Good morning, RVA! It's 68 °F, and False Fall is over—welcome back to summer. Today you can expect highs in mid 90s, plenty of sunshine, and NBC12's Andrew Freiden says you should keep an eye out for brilliantly red wildfire smoke-induced sunrises and sunsets.
Water cooler
This past Friday, RPS Superintendent Kamras announced that an RPS employee died from COVID-19: "This marks our second known fatality from the pandemic. Please keep this individual's family in your thoughts and prayers. Please also take every possible measure to protect yourself, your loved ones, and our entire community. RPS students and staff spend most of their day outside of school, where the transmission rate is high among unvaccinated individuals. To be direct, our unvaccinated family members and friends are putting RPS students and staff at risk outside of school, and, in doing so, jeopardizing our ability to keep our doors open."
I think it's still too soon to expect VDH's weekly-updating COVID-19 Outbreaks By Selected Exposure Settings dashboard to reflect anything useful about the first week back to in-person school. But, so we have context for the coming weeks: At the moment Richmond, Henrico, and Chesterfield report one, one, and two outbreaks in K–12 settings respectively. Both the Richmond and Henrico outbreaks date from before school started, while VDH was notified of both the Chesterfield outbreaks the County's first week of school (remember Chesterfield schools kicked off a week earlier on August 23rd).
City Council is BACK from it's summer hiatus, and they've got some fun things on this evening's informal and formal agendas. At the informal, the mayor will present his version of how the City should spend that $77 million of ARPA money. How closely will his vision align with City Council's? Will City Council even care? And, this is not a rhetorical question, how much authority do the mayor and City Council each have to allocate these funds? Is it like the regular budget process where the mayor submits a plan (in this case an amendment to this year's budget), and then, should they want to change anything, Council has to get on the same page about amendments? However it works, this should be fascinating and thrilling for the four of us who are fascinated and thrilled by this sort of thing.
Also at the informal, the Civilian Review Board Task Force will present their recomendations to City Council. To summarize, the Task Force wants a CRB that can investigate all complaints (with subpoena power), make binding disciplinary decisions, review RPD policies and make recommendations, audit police data and issue public reports, and review the RPD budget and make recommendations on that, too. Check out slide nine in the aforelinked presentation for a orgchart that'll show you some of the envisioned roles and responsibilities. This seems like a lot of authority to give the CRB—which is good! I'm interested in two things: 1) how many councilmembers support these recommendations now that we're outside of last summer's particular moment, and 2) does the CRB have enough budget to support the proposed organizational structure?
One final bit of City Council news, tonight they'll consider RES. 2021-R049, which declares "the existence of a climate and ecological emergency that threatens the city of Richmond, the surrounding region, the Commonwealth of Virginia, civilization, humanity, and the natural world." Considering it's a non-binding resolution and all members of Council have signed on as co-patrons, I think it should pass without comment. The thing to keep an eye on moving forward, though, is if any of the recommendations made start to move out of the resolution and into reality.
This morning's longread
The Last Glimpses of California's Vanishing Hippie Utopias
What is it about living a self-sustaining life in a forest somewhere that is SO compelling to me?

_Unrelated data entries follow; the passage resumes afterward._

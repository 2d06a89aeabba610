//! In-memory document storage and search.
//!
//! Keeps rows with their embeddings in process and scores them with cosine
//! similarity. Used for offline runs against an exported seed file and as
//! the store behind the pipeline tests.

use super::store::{DocumentStore, Result, StoreError};
use super::types::{DocumentRow, SearchParams};
use async_trait::async_trait;
use serde::{Deserialize, Serialize};
use std::path::Path;
use std::sync::Arc;
use tokio::sync::RwLock;

/// A row together with its stored embedding.
#[derive(Debug, Clone, Serialize, Deserialize)]
pub struct StoredDocument {
    #[serde(flatten)]
    pub row: DocumentRow,
    pub embedding: Vec<f32>,
}

impl StoredDocument {
    pub fn new(row: DocumentRow, embedding: Vec<f32>) -> Self {
        Self { row, embedding }
    }
}

#[derive(Clone, Default)]
pub struct MemoryStore {
    documents: Arc<RwLock<Vec<StoredDocument>>>,
}

impl MemoryStore {
    pub fn new() -> Self {
        Self::default()
    }

    /// Loads a JSON array of rows, each carrying an `embedding` field.
    pub async fn from_seed_file(path: impl AsRef<Path>) -> Result<Self> {
        let path = path.as_ref();
        let contents = tokio::fs::read_to_string(path)
            .await
            .map_err(|e| StoreError::Seed(format!("{}: {}", path.display(), e)))?;
        let documents: Vec<StoredDocument> = serde_json::from_str(&contents)
            .map_err(|e| StoreError::Seed(format!("{}: {}", path.display(), e)))?;
        tracing::info!(count = documents.len(), path = %path.display(), "Loaded seed documents");

        Ok(Self {
            documents: Arc::new(RwLock::new(documents)),
        })
    }

    pub async fn add(&self, document: StoredDocument) {
        self.documents.write().await.push(document);
    }
}

#[async_trait]
impl DocumentStore for MemoryStore {
    async fn search(&self, params: &SearchParams) -> Result<Vec<DocumentRow>> {
        let documents = self.documents.read().await;

        let mut results: Vec<DocumentRow> = documents
            .iter()
            .filter(|doc| match &params.jurisdiction {
                Some(label) => doc.row.jurisdiction == *label,
                None => true,
            })
            .filter_map(|doc| {
                let score = cosine_similarity(&params.embedding, &doc.embedding);
                (score >= params.threshold).then(|| doc.row.clone().with_similarity(score))
            })
            .collect();

        results.sort_by(|a, b| b.similarity.total_cmp(&a.similarity));
        results.truncate(params.limit);
        Ok(results)
    }

    async fn count(&self, jurisdiction: Option<&str>) -> Result<usize> {
        let documents = self.documents.read().await;
        Ok(documents
            .iter()
            .filter(|doc| jurisdiction.map_or(true, |label| doc.row.jurisdiction == label))
            .count())
    }

    async fn fetch_by_ids(&self, ids: &[String]) -> Result<Vec<DocumentRow>> {
        let documents = self.documents.read().await;
        Ok(documents
            .iter()
            .filter(|doc| ids.contains(&doc.row.id))
            .map(|doc| doc.row.clone().with_similarity(0.0))
            .collect())
    }
}

/// Calculates cosine similarity between two vectors.
///
/// Returns a value between -1.0 and 1.0; mismatched or zero vectors score 0.0.
pub fn cosine_similarity(a: &[f32], b: &[f32]) -> f32 {
    if a.len() != b.len() || a.is_empty() {
        return 0.0;
    }

    let dot_product: f32 = a.iter().zip(b.iter()).map(|(x, y)| x * y).sum();
    let magnitude_a: f32 = a.iter().map(|x| x * x).sum::<f32>().sqrt();
    let magnitude_b: f32 = b.iter().map(|x| x * x).sum::<f32>().sqrt();

    if magnitude_a == 0.0 || magnitude_b == 0.0 {
        return 0.0;
    }

    dot_product / (magnitude_a * magnitude_b)
}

It was a grand social experiment, but the promise was often rosier than the reality. Most found the grind too hard going and the poverty too bleak, and within a few years returned to the city and more conventional lives. But a small number stuck it out for decades, long after the Summer of Love had dissipated, and a handful of them still live in communities scattered across Northern California. These flinty souls remain a study in principled self-reliance and human ingenuity, having supported themselves and their families for years through subsistence farming and sundry side hustles: ceramics, teaching, salmon fishing, instrument making, firewood hawking, and weed growing.